* Instructions to follow *
Tally the lines of the entries below that hold the word "Option", and please give only the total.

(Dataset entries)

┏━━

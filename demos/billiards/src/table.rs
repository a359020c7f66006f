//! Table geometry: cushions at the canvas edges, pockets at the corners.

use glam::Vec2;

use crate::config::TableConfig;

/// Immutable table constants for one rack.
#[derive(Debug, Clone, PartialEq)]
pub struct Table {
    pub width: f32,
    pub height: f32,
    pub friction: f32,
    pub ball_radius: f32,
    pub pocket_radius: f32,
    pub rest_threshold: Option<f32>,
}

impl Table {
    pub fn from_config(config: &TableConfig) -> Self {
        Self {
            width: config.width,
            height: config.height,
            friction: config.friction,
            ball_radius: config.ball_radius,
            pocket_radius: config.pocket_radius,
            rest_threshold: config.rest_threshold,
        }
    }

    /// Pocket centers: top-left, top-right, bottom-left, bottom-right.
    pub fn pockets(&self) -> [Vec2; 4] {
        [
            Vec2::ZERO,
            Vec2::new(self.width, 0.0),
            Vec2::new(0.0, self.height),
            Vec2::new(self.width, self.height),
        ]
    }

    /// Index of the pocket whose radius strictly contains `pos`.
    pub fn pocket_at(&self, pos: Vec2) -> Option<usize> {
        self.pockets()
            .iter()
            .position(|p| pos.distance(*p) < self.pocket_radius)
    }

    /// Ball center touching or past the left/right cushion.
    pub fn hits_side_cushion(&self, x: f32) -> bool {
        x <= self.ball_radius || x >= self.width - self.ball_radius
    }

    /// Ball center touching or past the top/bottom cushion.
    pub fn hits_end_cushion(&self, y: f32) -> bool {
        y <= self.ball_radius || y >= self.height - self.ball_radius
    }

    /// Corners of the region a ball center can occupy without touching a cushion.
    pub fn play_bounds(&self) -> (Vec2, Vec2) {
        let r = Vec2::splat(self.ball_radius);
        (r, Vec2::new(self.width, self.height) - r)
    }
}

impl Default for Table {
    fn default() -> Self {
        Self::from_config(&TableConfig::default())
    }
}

┗━━
┏━━

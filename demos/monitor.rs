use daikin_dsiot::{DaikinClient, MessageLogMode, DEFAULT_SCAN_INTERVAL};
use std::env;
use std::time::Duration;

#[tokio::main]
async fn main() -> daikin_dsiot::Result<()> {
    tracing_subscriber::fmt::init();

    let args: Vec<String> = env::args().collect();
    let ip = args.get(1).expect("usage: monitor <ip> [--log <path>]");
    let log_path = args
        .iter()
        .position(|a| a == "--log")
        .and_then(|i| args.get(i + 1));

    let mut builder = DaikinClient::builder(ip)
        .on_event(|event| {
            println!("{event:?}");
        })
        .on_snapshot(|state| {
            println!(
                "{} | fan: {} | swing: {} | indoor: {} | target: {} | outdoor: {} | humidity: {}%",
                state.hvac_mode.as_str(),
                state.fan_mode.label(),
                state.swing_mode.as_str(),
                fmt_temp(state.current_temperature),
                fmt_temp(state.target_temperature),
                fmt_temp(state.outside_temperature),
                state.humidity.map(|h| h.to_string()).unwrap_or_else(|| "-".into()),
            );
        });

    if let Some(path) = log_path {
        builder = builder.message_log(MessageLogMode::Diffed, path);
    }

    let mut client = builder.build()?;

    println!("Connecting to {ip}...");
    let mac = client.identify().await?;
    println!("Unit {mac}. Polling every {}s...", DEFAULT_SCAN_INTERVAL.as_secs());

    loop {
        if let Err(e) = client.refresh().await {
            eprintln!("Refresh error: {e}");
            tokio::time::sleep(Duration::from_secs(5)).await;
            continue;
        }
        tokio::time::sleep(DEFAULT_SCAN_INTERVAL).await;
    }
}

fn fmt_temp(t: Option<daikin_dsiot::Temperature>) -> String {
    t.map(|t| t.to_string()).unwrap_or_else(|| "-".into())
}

┗━━

* Solution to the problem *
3